リアスの部屋のドアをリムルはノックする。
「リアス―、いるかー?」
リムルがそう話すと、部屋の中からは「…ああ」という素っ気ない返事が返ってくる。
「リアス、外いこーぜ!」
「…断る、外寒い」
「そう言うなって!入るぞー!」
リアスのその言葉に被せるようにして、リムルは部屋に入っていく。
「え…?
りあ…す…?」
リムルがリアスの方向を見ると、そこには布団にくるまりながらストーブに当たっている何かがいた。
「…ドア、さっさと閉めてくれよ」
その声の主は間違いなくリムルが知るリアスの声だった。
◇ ◇ ◇
「まさか、お前の寒さ嫌いがここまでとはな!」
ハッハッハ!と大きな声で笑うリムルに俺は話していく。
「うっせえよ…。

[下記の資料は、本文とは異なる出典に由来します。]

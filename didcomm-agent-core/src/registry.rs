//! Lookup of message exchanges.

use std::sync::{Arc, PoisonError, RwLock, RwLockReadGuard};

use tracing::{debug, warn};

use crate::connection::ConnectionState;
use crate::exchange::{MessageExchange, CONNECTION, INVITATION, WALLET};

/// Process-wide index of message exchanges.
///
/// Exchanges are kept in creation order. Lookups that can match more than one
/// exchange return the most recently registered one.
#[derive(Debug, Default)]
pub struct ExchangeRegistry {
    exchanges: RwLock<Vec<Arc<MessageExchange>>>,
}

impl ExchangeRegistry {
    /// Creates an empty registry.
    #[must_use]
    pub fn new() -> Self {
        Self::default()
    }

    fn read(&self) -> RwLockReadGuard<'_, Vec<Arc<MessageExchange>>> {
        self.exchanges.read().unwrap_or_else(PoisonError::into_inner)
    }

    /// Creates and registers an exchange owned by `wallet_id`.
    ///
    /// A child inherits the parent's connection and invitation.
    pub fn create_exchange(
        &self,
        thread_id: impl Into<String>,
        wallet_id: &str,
        parent: Option<&Arc<MessageExchange>>,
    ) -> Arc<MessageExchange> {
        let mex = MessageExchange::new(thread_id, parent.cloned());
        mex.put_attachment(WALLET, wallet_id.to_string());
        if let Some(con) = parent.and_then(|p| p.connection().ok()) {
            mex.put_attachment(CONNECTION, con);
        }
        if let Some(invi) = parent.and_then(|p| p.invitation()) {
            mex.put_attachment(INVITATION, invi);
        }
        let mex = Arc::new(mex);
        self.register(Arc::clone(&mex));
        mex
    }

    /// Registers an exchange.
    pub fn register(&self, mex: Arc<MessageExchange>) {
        debug!(mex = %mex.id(), thid = %mex.thread_id(), "Register exchange");
        self.exchanges
            .write()
            .unwrap_or_else(PoisonError::into_inner)
            .push(mex);
    }

    /// Number of registered exchanges.
    #[must_use]
    pub fn len(&self) -> usize {
        self.read().len()
    }

    /// Whether no exchange is registered.
    #[must_use]
    pub fn is_empty(&self) -> bool {
        self.read().is_empty()
    }

    fn find_last(&self, pred: impl Fn(&MessageExchange) -> bool) -> Option<Arc<MessageExchange>> {
        self.read().iter().rev().find(|mex| pred(mex)).cloned()
    }

    /// Finds an exchange by its id.
    #[must_use]
    pub fn find_by_id(&self, id: &str) -> Option<Arc<MessageExchange>> {
        self.find_last(|mex| mex.id() == id)
    }

    /// Finds the exchange of `wallet_id` for thread `thid`.
    #[must_use]
    pub fn find_by_thread_id(&self, wallet_id: &str, thid: &str) -> Option<Arc<MessageExchange>> {
        self.find_last(|mex| {
            mex.thread_id() == thid && mex.wallet_id().is_ok_and(|id| id == wallet_id)
        })
    }

    /// Finds the latest exchange whose connection uses `verkey` as my key.
    #[must_use]
    pub fn find_by_verkey(&self, verkey: &str) -> Option<Arc<MessageExchange>> {
        let found = self.find_last(|mex| {
            mex.connection()
                .is_ok_and(|con| con.read().my_did.verkey == verkey)
        });
        if found.is_none() {
            warn!(verkey, "No exchange for verkey");
        }
        found
    }

    /// Finds the latest exchange on connection `con_id`.
    #[must_use]
    pub fn find_by_connection_id(&self, con_id: &str) -> Option<Arc<MessageExchange>> {
        self.find_last(|mex| mex.connection().is_ok_and(|con| con.read().id == con_id))
    }

    /// Exchanges of `wallet_id` that run on an active connection.
    #[must_use]
    pub fn find_by_wallet(&self, wallet_id: &str) -> Vec<Arc<MessageExchange>> {
        self.read()
            .iter()
            .filter(|mex| {
                mex.wallet_id().is_ok_and(|id| id == wallet_id)
                    && mex
                        .connection()
                        .is_ok_and(|con| con.read().state() == ConnectionState::Active)
            })
            .cloned()
            .collect()
    }

    /// Exchanges whose connection or invitation uses `invitation_key`.
    ///
    /// An exchange may carry an invitation before it has a connection.
    #[must_use]
    pub fn find_by_invitation_key(&self, invitation_key: &str) -> Vec<Arc<MessageExchange>> {
        self.read()
            .iter()
            .filter(|mex| {
                let by_con = mex
                    .connection()
                    .is_ok_and(|con| con.read().invitation_key == invitation_key);
                let by_invi = mex.invitation().is_some_and(|invi| {
                    invi.read().invitation_key().is_ok_and(|key| key == invitation_key)
                });
                by_con || by_invi
            })
            .cloned()
            .collect()
    }
}

#[cfg(test)]
mod tests {
    use super::*;
    use crate::attachment::Shared;
    use crate::connection::{AgentType, Connection, ConnectionParams, ConnectionRole, SharedConnection};
    use crate::did::{Did, DidMethod};
    use crate::invitation::Invitation;

    fn connection(invitation_key: &str) -> SharedConnection {
        Connection::new(ConnectionParams {
            invitation_key: invitation_key.to_string(),
            agent: AgentType::Native,
            my_did: Did::generate(DidMethod::Key),
            my_role: ConnectionRole::Invitee,
            my_label: "Alice".to_string(),
            my_endpoint: None,
            their_did: None,
            their_role: ConnectionRole::Inviter,
            their_label: None,
            their_endpoint: None,
        })
        .shared()
    }

    #[test]
    fn test_find_by_thread_id_is_wallet_scoped() {
        let registry = ExchangeRegistry::new();
        let alice = registry.create_exchange("t-1", "alice", None);
        let faber = registry.create_exchange("t-1", "faber", None);

        assert_eq!(registry.len(), 2);
        assert_eq!(registry.find_by_thread_id("alice", "t-1").unwrap().id(), alice.id());
        assert_eq!(registry.find_by_thread_id("faber", "t-1").unwrap().id(), faber.id());
        assert!(registry.find_by_thread_id("alice", "t-2").is_none());
        assert_eq!(registry.find_by_id(faber.id()).unwrap().thread_id(), "t-1");
    }

    #[test]
    fn test_child_inherits_connection() {
        let registry = ExchangeRegistry::new();
        let parent = registry.create_exchange("t-1", "alice", None);
        let con = connection("inv");
        parent.set_connection(con.clone()).unwrap();

        let invi = Shared::new(Invitation::new("Faber", vec![], "inv", "http://localhost"));
        parent.put_attachment(INVITATION, invi.clone());

        let child = registry.create_exchange("t-2", "alice", Some(&parent));
        assert!(child.connection().unwrap().ptr_eq(&con));
        assert!(child.invitation().unwrap().ptr_eq(&invi));
        assert_eq!(child.parent().unwrap().id(), parent.id());

        let verkey = con.read().my_did.verkey.clone();
        assert_eq!(registry.find_by_verkey(&verkey).unwrap().id(), child.id());
        let con_id = con.read().id.clone();
        assert_eq!(registry.find_by_connection_id(&con_id).unwrap().id(), child.id());
        assert!(registry.find_by_verkey("unknown").is_none());
    }

    #[test]
    fn test_find_by_wallet_requires_active() {
        let registry = ExchangeRegistry::new();
        let mex = registry.create_exchange("t-1", "alice", None);
        let con = connection("inv");
        mex.set_connection(con.clone()).unwrap();
        assert!(registry.find_by_wallet("alice").is_empty());

        {
            let mut con = con.write();
            for next in [
                ConnectionState::Request,
                ConnectionState::Response,
                ConnectionState::Active,
            ] {
                con.advance(next).unwrap();
            }
        }
        assert_eq!(registry.find_by_wallet("alice").len(), 1);
        assert!(registry.find_by_wallet("faber").is_empty());
    }

    #[test]
    fn test_find_by_invitation_key() {
        let registry = ExchangeRegistry::new();
        let with_invitation = registry.create_exchange("t-1", "faber", None);
        with_invitation.put_attachment(
            INVITATION,
            Shared::new(Invitation::new("Faber", vec![], "inv-1", "http://localhost")),
        );
        let with_connection = registry.create_exchange("t-2", "alice", None);
        with_connection.set_connection(connection("inv-1")).unwrap();
        registry.create_exchange("t-3", "alice", None);

        assert_eq!(registry.find_by_invitation_key("inv-1").len(), 2);
        assert!(registry.find_by_invitation_key("inv-2").is_empty());
    }
}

コートとマフラーは家の中でつけてたらおかしいだろ…?
…俺だって、ここまで自分の体が弱いとは思ってなかったんだよ…。
このストーブもカイジンたちに作っといてもらってよかったよホント…」
俺はストーブにあたりながらリムルにそう話していく。
「…リムル、この寒さ何とかしてきてくれよ。
リグルドに聞いてみたんだけどよ、この辺りが寒くなることは滅多にないって言ってたんだ。
近くでなにか起こったんじゃねえか?
この寒さだと俺、何もできねえからさ」
俺はリムルにそう聞くと、リムルは話してくる。
「…ちょっと、待ってろ。大賢者に聞いてみるよ」
リムルがそう話していくと、少し黙った後に口を開く。
「大賢者が言うには、近くで急激に気温が低くなっている場所があるんだってよ。
そこに行ったら何か分かるかもな」
なるほど…、な…。
「…じゃ、リムル頼んだ」
俺がそう言って改めて籠ろうとすると、リムルは怪訝そうな顔を見せる。
「…え、お前もいくんだぞ?」
…うそでしょ?
「え、俺もなのか…?
お前だけで行ってきてくれよ…」
俺がそう言うがリムルは全く気にしない。
「決定だ!無理矢理にでも連れてってやる!」
リムルはそう言って粘糸を出し、俺を捕える。
「じゃ、行くぞー!」
「…ま、待て!
自分で歩くから引きずるのやめろー!」
そう言うことで、俺とリムルはこの寒さの解決へと向かったのだった。